● What the task requires
How many lines in these records hold the string "info"? State only that number.
===
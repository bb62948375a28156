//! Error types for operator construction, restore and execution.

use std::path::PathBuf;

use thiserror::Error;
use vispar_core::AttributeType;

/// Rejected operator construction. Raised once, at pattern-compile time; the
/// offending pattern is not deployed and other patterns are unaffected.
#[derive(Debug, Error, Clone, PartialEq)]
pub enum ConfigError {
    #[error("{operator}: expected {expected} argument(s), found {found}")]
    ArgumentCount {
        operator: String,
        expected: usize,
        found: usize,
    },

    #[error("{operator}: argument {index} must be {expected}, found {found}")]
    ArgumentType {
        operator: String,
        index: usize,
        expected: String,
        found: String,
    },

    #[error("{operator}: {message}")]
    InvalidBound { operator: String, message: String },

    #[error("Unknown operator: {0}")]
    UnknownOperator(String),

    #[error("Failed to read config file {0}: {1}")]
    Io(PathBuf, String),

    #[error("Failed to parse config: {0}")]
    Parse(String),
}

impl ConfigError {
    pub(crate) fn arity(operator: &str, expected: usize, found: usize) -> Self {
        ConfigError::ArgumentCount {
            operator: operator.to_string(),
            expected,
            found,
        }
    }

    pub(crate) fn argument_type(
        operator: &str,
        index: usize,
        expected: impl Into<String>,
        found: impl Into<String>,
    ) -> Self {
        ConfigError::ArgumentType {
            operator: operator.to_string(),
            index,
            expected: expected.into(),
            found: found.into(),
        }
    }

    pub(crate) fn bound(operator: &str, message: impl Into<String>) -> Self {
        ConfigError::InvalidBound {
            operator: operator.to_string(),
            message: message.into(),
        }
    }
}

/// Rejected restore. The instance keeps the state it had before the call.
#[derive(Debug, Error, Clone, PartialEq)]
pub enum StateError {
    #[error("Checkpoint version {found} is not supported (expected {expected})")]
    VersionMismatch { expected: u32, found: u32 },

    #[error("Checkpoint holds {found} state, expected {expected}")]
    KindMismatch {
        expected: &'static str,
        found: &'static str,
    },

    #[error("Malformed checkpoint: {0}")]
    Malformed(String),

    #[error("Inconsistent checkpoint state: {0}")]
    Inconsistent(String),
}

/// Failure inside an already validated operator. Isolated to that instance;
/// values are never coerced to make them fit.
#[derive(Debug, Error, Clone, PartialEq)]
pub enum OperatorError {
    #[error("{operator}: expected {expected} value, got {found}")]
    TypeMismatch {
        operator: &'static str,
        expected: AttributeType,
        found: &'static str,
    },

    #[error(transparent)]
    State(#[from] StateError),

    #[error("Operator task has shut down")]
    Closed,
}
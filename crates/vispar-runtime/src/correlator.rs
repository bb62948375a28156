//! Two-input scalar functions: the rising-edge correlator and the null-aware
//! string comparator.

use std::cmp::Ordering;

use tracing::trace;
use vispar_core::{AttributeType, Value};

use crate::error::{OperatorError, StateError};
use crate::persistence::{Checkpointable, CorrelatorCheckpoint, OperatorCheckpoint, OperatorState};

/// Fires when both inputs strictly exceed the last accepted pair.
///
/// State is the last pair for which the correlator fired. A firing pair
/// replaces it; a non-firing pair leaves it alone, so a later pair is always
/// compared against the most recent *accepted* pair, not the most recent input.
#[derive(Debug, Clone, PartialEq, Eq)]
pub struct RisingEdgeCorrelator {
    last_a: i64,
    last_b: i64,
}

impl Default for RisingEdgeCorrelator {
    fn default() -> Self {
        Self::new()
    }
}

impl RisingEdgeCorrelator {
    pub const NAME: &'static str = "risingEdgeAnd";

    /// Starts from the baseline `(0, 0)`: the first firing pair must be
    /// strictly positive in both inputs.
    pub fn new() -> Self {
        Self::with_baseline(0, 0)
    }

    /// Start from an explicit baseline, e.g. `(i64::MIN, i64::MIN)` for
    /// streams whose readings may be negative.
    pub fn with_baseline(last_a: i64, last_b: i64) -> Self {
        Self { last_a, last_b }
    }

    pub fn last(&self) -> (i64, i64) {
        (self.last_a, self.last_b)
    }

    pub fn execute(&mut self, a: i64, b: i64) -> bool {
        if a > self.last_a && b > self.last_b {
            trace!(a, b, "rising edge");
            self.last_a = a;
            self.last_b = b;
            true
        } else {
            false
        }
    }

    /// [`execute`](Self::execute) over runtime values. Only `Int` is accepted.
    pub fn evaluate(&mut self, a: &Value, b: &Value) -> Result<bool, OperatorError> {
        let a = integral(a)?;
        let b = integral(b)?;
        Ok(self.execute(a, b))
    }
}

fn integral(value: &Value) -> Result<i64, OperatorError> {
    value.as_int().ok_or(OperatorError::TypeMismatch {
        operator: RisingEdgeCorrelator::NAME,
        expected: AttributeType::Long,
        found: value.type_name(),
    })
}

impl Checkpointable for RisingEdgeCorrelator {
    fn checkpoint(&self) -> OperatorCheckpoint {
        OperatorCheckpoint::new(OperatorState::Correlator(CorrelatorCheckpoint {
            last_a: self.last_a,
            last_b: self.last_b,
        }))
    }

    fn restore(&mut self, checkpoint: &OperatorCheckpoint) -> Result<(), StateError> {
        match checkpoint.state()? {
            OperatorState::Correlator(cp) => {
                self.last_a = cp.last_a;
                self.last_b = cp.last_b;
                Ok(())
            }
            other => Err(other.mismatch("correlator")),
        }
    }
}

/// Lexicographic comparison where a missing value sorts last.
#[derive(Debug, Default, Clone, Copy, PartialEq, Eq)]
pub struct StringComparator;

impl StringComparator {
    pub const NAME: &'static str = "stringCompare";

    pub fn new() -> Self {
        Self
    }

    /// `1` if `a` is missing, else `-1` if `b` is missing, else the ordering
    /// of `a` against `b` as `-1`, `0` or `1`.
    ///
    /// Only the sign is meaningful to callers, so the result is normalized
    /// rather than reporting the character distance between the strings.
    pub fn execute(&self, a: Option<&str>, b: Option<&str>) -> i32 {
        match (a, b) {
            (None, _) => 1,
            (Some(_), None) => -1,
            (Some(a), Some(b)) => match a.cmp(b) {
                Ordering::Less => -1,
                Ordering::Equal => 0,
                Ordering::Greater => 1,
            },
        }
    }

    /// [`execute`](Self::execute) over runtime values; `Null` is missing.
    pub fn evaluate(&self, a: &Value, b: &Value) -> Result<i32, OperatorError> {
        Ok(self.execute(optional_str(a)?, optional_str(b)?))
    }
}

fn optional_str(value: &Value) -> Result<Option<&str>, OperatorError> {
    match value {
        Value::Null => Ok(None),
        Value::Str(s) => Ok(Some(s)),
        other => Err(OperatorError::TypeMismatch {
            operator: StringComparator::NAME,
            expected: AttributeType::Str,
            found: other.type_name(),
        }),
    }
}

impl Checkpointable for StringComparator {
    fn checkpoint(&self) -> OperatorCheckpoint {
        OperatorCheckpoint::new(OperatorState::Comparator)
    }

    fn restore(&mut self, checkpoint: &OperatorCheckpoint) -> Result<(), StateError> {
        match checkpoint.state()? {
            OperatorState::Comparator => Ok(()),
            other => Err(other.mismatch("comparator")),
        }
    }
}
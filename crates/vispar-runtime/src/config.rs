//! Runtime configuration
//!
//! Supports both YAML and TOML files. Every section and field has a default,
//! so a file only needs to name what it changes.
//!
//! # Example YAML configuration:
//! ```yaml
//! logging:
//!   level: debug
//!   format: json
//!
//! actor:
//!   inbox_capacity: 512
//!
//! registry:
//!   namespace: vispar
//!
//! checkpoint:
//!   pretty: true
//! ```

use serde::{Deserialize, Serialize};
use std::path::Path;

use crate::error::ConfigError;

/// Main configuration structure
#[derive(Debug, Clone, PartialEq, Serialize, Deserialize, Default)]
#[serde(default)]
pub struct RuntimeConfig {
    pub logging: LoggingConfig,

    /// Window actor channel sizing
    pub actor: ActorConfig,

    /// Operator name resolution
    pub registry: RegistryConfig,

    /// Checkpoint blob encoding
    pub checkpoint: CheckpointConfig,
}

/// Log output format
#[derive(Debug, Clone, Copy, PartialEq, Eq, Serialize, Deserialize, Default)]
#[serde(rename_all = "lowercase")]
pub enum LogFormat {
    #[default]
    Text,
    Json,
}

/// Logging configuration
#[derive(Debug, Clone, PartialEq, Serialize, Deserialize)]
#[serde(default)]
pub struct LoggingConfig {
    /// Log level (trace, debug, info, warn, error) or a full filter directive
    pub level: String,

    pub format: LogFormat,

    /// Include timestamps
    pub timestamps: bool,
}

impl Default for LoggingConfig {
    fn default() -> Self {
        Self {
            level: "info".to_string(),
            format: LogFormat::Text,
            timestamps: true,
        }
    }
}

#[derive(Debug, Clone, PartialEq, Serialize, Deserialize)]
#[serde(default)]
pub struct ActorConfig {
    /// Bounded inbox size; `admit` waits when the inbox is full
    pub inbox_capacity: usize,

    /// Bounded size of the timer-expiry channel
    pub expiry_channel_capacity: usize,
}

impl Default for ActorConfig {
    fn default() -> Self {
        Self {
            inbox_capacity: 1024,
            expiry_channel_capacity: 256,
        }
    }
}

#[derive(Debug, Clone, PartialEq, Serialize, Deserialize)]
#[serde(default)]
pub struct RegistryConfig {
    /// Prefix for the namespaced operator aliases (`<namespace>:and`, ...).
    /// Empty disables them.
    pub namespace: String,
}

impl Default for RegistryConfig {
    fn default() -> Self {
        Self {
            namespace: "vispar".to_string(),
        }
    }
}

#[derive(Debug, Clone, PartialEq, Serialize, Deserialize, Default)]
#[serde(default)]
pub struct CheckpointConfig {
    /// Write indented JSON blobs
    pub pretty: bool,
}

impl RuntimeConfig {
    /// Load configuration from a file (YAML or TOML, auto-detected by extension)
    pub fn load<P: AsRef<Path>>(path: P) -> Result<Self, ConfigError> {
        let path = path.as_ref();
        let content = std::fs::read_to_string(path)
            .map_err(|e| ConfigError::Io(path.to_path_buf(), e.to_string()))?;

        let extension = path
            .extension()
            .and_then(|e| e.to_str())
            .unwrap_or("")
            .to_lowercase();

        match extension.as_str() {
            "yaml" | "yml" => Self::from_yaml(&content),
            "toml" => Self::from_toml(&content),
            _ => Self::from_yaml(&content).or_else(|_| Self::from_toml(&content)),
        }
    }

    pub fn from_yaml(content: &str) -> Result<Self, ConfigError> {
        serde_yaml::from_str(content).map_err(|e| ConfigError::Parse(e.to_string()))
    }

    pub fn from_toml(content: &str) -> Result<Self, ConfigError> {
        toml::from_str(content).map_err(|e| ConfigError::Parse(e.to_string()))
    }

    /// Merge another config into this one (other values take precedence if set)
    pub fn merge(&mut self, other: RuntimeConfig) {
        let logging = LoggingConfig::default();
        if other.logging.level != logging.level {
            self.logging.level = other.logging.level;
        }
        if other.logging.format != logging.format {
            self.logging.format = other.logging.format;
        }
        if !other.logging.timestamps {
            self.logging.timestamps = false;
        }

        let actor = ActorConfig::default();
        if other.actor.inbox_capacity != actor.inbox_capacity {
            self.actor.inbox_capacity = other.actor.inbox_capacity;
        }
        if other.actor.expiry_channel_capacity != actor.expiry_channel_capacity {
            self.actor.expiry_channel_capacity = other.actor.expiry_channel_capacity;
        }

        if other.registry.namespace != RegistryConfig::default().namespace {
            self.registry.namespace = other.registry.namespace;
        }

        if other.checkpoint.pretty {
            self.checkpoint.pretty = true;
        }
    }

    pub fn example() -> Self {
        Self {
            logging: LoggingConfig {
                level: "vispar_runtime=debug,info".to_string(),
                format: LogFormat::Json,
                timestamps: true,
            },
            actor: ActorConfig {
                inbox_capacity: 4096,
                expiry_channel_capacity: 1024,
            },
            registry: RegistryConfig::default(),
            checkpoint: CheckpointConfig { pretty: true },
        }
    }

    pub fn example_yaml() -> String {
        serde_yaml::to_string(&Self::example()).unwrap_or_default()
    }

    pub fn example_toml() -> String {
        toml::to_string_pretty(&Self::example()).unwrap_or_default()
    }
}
===
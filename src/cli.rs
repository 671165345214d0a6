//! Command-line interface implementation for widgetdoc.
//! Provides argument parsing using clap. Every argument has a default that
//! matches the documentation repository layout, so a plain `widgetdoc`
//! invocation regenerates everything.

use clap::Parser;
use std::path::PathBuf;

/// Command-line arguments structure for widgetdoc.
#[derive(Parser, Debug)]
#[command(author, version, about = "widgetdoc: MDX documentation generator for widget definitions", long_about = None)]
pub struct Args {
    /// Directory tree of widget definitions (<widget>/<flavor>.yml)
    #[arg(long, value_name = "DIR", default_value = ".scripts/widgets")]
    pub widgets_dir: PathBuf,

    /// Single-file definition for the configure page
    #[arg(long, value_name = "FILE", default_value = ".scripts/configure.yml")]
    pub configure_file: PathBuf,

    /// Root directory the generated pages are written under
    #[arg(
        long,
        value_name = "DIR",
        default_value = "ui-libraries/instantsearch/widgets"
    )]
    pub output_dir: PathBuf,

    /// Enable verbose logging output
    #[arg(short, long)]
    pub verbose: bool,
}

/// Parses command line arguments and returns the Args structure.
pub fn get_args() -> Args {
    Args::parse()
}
===
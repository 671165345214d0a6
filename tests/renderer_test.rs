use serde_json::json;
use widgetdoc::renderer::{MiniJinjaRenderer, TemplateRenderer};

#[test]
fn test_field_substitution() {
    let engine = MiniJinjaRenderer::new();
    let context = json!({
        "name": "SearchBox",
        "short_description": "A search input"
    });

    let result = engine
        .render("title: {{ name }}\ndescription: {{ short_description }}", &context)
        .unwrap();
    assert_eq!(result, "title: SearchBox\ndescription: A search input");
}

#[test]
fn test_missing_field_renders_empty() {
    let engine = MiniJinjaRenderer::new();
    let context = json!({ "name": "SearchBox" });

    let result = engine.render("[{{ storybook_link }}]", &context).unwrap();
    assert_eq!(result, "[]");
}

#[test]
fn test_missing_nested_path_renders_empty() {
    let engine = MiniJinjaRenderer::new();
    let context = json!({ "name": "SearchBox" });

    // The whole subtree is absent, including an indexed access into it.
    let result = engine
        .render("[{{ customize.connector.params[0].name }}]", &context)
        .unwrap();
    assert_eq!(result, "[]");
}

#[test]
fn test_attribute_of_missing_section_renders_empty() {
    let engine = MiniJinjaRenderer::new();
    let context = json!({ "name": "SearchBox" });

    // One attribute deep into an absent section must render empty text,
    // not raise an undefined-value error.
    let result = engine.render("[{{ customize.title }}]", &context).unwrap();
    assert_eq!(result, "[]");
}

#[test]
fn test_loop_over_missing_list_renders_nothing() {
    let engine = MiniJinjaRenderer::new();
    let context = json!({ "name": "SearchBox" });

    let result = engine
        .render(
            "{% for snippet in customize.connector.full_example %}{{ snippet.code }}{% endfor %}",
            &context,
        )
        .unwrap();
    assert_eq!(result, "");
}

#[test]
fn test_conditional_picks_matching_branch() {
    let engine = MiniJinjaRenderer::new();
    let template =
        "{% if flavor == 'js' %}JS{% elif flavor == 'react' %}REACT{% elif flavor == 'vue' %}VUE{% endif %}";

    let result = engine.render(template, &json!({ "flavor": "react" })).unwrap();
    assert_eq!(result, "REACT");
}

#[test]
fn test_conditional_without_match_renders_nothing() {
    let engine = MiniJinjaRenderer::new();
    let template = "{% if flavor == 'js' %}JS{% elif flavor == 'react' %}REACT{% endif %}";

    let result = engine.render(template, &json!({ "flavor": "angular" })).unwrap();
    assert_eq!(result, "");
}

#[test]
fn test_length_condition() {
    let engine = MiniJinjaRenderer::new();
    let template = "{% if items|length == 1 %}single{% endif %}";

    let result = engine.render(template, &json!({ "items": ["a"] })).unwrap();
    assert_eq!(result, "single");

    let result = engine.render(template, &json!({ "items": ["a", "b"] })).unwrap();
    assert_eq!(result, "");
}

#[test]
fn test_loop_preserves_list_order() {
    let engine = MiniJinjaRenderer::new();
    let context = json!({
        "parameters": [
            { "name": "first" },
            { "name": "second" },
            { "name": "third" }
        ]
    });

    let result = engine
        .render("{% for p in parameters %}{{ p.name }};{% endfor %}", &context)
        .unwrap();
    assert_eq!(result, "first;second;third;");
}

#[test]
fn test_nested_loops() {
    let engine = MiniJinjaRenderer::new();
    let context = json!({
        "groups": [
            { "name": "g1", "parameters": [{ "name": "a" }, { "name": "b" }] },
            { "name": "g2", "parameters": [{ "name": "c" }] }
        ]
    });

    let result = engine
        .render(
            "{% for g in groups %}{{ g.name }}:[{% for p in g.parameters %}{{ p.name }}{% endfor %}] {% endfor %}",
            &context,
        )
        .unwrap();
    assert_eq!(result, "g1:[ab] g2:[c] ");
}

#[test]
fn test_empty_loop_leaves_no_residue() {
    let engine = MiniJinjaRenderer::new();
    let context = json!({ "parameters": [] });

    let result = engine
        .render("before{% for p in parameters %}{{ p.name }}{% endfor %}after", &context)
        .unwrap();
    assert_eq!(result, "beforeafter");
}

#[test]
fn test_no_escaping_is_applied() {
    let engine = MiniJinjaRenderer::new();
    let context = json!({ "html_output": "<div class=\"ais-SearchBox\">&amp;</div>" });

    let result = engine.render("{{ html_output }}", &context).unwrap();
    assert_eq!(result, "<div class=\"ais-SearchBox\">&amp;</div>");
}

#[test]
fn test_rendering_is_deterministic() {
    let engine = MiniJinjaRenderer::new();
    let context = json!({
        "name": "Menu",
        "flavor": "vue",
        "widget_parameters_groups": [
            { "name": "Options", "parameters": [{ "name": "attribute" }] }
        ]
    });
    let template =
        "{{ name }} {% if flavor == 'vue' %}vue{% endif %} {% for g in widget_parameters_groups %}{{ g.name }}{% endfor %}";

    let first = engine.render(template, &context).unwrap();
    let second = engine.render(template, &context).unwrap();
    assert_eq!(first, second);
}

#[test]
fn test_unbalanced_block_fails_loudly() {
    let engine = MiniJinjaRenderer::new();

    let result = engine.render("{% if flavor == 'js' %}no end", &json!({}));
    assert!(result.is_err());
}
===
● Response
3